**Information shown:**

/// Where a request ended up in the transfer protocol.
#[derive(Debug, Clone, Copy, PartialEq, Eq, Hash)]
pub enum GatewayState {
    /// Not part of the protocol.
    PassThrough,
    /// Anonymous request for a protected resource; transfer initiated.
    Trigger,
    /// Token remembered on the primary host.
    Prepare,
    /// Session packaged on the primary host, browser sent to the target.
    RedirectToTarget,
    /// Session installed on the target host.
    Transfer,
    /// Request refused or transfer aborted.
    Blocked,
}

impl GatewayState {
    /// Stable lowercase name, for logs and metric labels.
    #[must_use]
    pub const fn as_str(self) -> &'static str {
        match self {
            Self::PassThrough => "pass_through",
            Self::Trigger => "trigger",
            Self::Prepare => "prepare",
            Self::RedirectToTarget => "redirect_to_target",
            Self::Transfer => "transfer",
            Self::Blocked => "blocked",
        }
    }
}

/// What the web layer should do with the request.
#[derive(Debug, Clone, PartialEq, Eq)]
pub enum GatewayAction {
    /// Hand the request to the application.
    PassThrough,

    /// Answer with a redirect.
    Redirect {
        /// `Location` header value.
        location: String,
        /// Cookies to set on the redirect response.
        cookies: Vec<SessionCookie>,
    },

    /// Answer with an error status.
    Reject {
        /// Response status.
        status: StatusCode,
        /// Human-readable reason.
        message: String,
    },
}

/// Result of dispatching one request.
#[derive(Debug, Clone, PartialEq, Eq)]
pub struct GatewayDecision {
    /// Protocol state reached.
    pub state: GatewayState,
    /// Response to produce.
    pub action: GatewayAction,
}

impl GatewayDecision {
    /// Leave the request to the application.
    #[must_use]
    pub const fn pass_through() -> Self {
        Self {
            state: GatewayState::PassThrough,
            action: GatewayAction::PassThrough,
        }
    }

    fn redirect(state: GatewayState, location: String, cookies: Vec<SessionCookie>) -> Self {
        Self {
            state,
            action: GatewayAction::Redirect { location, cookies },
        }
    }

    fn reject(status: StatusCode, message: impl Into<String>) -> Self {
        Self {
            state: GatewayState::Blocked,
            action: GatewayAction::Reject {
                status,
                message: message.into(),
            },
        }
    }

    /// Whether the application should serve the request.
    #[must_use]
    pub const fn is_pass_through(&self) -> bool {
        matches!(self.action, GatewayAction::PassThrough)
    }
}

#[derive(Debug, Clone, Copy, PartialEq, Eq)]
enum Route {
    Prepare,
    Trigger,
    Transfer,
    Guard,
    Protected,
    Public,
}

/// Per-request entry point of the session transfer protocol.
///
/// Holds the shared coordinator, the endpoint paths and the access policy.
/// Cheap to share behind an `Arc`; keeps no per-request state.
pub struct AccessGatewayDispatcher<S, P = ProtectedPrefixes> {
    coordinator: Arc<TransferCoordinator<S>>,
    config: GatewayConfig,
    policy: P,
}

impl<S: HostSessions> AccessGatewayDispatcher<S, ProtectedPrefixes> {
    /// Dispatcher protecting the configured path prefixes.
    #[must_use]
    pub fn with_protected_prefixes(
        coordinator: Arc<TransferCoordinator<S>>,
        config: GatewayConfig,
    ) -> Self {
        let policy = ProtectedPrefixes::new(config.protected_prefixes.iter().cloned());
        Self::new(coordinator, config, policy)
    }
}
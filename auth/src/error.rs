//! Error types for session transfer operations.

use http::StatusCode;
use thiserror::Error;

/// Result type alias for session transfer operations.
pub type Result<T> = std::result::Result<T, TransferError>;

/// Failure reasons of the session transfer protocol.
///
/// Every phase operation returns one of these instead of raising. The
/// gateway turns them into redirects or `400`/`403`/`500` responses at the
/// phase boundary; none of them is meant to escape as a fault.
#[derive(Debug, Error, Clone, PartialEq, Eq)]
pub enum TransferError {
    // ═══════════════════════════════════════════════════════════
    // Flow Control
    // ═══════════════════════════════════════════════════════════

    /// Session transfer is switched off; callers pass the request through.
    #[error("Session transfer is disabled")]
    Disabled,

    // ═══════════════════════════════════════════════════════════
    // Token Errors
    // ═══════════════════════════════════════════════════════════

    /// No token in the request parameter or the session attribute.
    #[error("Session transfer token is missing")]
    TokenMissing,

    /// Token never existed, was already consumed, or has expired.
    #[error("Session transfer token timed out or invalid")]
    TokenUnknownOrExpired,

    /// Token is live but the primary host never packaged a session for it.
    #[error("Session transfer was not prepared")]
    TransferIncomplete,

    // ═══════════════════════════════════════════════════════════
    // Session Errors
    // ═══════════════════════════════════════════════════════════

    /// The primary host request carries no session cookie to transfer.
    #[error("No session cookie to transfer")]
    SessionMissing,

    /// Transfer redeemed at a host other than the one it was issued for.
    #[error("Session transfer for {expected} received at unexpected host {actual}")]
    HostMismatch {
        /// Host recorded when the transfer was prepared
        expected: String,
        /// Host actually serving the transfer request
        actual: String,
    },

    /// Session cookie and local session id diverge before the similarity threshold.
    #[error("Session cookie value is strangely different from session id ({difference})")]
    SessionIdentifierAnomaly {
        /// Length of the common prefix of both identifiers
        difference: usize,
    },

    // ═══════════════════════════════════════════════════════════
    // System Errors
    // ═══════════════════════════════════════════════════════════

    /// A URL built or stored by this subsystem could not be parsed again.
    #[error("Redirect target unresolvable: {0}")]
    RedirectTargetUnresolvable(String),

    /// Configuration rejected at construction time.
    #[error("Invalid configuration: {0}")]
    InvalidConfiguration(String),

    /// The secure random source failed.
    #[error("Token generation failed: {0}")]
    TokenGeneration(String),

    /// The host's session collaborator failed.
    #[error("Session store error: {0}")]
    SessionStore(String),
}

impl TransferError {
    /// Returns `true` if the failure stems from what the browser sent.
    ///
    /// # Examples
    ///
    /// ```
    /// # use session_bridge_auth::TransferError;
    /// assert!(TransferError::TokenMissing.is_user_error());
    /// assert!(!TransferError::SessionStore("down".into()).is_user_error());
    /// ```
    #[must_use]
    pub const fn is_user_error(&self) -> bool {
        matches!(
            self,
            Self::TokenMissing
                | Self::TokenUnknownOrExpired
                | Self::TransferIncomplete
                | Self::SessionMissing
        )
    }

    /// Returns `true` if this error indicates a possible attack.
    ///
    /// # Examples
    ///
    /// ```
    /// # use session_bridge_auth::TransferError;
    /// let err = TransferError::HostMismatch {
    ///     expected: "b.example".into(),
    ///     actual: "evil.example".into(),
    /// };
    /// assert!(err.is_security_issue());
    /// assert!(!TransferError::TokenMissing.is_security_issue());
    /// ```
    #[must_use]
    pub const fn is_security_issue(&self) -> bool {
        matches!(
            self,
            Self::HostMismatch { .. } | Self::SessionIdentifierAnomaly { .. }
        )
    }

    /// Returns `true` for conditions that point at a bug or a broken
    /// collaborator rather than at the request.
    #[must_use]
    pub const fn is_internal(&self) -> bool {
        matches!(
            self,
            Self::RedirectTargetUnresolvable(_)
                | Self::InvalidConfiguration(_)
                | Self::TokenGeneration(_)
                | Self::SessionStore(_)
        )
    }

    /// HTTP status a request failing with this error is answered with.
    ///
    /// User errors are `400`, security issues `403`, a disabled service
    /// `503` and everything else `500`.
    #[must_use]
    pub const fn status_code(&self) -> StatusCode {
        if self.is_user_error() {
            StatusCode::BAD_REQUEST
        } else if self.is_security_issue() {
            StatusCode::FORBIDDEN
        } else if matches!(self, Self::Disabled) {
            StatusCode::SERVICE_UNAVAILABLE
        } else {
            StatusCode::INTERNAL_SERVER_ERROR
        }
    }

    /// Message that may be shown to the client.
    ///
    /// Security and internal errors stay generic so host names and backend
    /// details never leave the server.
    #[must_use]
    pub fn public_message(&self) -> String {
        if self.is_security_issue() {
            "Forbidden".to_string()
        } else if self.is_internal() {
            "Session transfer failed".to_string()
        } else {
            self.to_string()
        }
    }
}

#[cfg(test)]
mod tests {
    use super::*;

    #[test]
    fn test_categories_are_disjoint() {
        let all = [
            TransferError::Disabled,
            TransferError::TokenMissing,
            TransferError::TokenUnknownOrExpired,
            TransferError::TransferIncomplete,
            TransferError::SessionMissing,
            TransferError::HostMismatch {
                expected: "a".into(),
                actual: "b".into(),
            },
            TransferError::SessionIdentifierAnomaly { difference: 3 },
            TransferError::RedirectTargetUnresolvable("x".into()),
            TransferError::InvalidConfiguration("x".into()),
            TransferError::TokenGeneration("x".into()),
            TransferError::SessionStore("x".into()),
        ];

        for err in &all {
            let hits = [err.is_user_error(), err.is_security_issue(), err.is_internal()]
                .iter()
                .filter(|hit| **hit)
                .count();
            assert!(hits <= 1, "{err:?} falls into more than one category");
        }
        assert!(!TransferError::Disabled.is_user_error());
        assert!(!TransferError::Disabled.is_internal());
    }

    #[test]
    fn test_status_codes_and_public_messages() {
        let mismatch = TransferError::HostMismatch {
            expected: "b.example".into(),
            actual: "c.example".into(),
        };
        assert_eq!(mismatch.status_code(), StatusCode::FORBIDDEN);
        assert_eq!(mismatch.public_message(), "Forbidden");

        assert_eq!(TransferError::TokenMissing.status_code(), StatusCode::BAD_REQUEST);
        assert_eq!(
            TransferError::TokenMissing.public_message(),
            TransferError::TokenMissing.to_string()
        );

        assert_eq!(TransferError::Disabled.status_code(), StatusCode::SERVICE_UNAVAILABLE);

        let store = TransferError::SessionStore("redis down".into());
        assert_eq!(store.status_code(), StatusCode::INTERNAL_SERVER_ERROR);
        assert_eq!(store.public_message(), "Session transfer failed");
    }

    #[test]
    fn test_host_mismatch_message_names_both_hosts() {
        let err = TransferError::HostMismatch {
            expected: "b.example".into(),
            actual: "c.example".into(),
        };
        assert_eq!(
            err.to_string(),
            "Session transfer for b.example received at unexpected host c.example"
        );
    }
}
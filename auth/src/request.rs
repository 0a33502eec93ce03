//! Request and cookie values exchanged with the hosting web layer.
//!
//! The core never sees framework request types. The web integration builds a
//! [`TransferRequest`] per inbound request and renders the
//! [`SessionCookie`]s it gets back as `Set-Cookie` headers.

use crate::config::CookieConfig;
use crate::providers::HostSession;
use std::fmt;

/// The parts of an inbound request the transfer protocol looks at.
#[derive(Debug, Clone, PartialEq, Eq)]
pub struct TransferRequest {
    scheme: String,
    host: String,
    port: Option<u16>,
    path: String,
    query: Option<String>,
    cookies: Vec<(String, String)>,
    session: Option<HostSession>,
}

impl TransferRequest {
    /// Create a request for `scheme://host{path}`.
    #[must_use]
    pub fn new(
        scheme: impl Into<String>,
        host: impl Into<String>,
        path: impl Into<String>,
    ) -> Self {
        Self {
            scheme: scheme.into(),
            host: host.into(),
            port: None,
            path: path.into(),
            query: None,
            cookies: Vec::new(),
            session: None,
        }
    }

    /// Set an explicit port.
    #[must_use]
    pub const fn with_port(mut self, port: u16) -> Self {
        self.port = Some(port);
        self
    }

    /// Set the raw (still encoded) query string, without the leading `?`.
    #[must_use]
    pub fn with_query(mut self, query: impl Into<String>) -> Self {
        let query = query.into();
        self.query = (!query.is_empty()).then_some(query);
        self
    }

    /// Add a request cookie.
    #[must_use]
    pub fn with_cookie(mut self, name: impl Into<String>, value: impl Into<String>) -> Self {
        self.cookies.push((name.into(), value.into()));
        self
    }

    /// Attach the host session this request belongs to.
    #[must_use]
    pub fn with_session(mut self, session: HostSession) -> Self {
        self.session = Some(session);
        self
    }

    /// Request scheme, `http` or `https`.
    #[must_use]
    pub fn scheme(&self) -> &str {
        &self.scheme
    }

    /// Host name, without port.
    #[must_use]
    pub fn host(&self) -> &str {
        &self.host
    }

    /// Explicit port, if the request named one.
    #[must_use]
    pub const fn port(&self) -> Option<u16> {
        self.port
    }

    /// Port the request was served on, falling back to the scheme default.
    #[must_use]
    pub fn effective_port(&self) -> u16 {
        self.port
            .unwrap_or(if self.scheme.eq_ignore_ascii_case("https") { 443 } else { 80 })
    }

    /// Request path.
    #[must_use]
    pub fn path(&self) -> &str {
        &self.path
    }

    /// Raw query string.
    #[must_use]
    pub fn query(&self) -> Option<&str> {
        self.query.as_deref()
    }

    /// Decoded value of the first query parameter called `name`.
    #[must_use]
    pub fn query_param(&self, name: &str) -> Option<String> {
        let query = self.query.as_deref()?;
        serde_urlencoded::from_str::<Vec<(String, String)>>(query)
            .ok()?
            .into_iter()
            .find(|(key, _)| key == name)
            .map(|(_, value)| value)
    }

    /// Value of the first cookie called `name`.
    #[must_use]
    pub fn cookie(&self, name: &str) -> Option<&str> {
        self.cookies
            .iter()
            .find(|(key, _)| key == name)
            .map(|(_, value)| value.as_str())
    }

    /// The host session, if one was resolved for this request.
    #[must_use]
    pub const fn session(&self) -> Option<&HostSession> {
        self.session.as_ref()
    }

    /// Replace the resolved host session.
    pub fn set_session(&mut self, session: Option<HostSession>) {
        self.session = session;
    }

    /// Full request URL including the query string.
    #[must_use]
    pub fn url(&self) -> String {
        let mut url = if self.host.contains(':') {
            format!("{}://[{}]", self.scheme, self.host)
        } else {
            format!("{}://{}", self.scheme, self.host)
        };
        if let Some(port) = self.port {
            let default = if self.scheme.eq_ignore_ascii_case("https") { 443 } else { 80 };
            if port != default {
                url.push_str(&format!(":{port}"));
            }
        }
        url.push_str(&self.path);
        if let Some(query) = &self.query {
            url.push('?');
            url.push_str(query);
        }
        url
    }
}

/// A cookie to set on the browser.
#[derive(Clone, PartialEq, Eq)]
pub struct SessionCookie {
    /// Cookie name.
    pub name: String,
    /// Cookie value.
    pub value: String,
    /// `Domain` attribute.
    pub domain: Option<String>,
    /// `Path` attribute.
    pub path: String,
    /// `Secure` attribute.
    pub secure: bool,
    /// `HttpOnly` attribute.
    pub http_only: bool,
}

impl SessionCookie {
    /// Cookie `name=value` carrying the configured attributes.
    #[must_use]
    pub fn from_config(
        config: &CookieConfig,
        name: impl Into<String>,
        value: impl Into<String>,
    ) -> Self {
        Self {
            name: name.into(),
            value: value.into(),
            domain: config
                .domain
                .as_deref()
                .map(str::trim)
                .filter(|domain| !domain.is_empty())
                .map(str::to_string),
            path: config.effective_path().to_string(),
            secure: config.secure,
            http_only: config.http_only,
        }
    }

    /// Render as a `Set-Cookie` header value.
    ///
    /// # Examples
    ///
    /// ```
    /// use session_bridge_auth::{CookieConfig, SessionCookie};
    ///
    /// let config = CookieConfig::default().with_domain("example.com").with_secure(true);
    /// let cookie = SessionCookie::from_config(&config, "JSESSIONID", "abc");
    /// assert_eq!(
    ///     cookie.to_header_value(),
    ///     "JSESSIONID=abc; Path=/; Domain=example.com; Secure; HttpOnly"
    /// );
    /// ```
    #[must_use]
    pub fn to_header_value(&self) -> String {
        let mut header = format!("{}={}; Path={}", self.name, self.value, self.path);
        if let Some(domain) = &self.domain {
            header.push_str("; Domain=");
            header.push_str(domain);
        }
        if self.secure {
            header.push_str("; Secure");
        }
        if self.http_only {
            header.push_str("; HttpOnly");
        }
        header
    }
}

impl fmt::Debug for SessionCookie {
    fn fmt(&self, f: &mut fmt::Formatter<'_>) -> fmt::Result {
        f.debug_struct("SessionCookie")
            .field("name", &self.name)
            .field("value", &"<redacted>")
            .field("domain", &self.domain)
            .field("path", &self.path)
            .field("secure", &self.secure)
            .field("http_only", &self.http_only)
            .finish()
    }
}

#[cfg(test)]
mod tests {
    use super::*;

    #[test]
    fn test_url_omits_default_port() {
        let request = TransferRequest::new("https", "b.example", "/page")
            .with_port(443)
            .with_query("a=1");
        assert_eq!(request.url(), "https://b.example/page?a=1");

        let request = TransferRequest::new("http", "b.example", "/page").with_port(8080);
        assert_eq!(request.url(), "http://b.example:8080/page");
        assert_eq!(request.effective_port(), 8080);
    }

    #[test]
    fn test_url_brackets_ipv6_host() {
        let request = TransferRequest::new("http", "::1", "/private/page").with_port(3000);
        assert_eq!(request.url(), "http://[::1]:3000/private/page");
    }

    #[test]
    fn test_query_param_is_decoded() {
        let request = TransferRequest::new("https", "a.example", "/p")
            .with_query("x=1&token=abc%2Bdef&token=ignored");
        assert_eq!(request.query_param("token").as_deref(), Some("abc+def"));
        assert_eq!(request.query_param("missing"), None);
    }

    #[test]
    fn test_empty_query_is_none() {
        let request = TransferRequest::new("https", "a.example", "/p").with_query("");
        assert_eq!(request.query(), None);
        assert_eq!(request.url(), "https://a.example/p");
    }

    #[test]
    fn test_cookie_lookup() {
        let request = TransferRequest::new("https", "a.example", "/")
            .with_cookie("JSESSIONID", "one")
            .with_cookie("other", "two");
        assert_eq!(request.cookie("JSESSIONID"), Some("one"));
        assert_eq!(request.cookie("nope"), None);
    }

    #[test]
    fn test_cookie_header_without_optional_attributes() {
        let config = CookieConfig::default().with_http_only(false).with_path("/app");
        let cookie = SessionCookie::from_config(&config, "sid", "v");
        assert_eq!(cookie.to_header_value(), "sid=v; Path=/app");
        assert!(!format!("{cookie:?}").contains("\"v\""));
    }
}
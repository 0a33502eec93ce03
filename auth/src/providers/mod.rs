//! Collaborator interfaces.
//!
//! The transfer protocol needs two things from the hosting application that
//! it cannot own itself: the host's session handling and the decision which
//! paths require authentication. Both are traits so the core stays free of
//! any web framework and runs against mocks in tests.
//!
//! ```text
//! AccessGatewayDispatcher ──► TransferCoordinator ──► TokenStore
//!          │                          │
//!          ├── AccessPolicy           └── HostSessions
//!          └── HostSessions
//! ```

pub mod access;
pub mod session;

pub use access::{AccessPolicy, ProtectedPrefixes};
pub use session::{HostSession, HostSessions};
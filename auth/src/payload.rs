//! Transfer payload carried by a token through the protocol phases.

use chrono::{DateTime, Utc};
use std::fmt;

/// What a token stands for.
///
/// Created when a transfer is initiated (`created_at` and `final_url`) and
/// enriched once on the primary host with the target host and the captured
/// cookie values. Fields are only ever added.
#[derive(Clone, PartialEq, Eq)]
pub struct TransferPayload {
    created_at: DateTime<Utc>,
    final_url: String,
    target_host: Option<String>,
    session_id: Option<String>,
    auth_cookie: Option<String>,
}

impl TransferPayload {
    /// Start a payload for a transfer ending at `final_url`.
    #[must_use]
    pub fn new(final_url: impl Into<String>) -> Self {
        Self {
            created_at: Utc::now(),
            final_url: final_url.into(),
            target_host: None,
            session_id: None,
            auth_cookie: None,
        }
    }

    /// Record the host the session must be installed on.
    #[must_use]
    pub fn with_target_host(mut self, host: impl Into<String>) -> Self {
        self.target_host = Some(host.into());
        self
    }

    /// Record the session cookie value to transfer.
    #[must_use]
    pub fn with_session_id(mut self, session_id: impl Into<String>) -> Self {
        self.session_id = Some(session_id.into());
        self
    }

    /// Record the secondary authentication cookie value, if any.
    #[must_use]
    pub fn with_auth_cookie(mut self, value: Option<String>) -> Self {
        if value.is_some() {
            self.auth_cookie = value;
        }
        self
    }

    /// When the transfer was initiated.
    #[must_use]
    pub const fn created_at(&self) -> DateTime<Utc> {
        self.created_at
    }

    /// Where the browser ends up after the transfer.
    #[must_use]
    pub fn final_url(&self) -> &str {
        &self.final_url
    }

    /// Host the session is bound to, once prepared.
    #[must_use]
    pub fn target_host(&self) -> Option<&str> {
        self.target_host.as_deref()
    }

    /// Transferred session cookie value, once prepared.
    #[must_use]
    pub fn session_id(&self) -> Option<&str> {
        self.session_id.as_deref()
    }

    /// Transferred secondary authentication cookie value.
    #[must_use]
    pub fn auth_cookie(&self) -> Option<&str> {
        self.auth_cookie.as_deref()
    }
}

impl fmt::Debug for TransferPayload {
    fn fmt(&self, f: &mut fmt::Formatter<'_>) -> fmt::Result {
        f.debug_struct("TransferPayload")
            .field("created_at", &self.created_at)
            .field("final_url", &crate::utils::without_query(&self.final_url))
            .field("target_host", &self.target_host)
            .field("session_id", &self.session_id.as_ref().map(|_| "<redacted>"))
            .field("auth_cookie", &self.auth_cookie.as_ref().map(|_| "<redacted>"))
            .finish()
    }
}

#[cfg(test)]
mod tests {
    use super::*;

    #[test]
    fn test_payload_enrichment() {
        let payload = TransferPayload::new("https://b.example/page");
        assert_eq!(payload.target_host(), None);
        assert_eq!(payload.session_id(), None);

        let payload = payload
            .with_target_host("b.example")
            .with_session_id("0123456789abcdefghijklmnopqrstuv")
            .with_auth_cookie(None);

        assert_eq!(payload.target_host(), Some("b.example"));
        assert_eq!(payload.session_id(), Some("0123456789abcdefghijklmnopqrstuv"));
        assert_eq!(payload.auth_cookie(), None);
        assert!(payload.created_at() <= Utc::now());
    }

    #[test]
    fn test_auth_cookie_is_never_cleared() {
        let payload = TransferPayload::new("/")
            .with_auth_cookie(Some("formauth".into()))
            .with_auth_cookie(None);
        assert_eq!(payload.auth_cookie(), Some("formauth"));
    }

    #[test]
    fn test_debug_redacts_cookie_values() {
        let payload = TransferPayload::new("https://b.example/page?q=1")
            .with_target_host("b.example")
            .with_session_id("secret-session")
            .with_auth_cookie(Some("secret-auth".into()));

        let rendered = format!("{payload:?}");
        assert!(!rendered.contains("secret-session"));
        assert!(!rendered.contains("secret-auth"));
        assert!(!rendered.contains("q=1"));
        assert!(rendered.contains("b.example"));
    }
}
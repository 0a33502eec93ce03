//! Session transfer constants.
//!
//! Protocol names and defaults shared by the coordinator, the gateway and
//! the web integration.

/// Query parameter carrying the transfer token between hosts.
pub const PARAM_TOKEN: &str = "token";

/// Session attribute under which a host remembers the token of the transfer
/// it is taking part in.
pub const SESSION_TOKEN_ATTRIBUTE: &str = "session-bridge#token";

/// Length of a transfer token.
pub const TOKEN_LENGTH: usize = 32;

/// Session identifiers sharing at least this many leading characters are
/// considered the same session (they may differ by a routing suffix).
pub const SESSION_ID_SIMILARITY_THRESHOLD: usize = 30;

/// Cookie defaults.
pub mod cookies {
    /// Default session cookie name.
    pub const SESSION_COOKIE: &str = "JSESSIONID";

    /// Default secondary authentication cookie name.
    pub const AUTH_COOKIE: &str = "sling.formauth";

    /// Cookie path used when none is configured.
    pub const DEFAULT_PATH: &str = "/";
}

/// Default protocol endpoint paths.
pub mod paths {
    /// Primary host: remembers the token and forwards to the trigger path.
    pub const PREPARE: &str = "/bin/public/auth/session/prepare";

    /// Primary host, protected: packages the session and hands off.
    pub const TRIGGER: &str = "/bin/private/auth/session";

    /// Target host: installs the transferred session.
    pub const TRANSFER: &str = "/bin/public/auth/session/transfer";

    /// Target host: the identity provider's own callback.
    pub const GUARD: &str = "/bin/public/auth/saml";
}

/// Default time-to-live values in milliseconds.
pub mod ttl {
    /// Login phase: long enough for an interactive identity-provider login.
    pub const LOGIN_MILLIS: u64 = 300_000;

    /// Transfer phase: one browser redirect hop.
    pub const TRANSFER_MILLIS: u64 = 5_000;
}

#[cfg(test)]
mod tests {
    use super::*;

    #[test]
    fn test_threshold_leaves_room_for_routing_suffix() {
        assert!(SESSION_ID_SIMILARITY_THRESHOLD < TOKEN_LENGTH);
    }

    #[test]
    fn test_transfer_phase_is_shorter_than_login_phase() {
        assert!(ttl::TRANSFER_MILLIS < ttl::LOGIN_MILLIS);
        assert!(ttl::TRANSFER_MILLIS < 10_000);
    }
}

**Problem statement:** Your answer must consist of every line from the listing that holds the string "sent".

**Your response:**
    /// Session packaged on the primary host, browser sent to the target.
    /// Returns `true` if the failure stems from what the browser sent.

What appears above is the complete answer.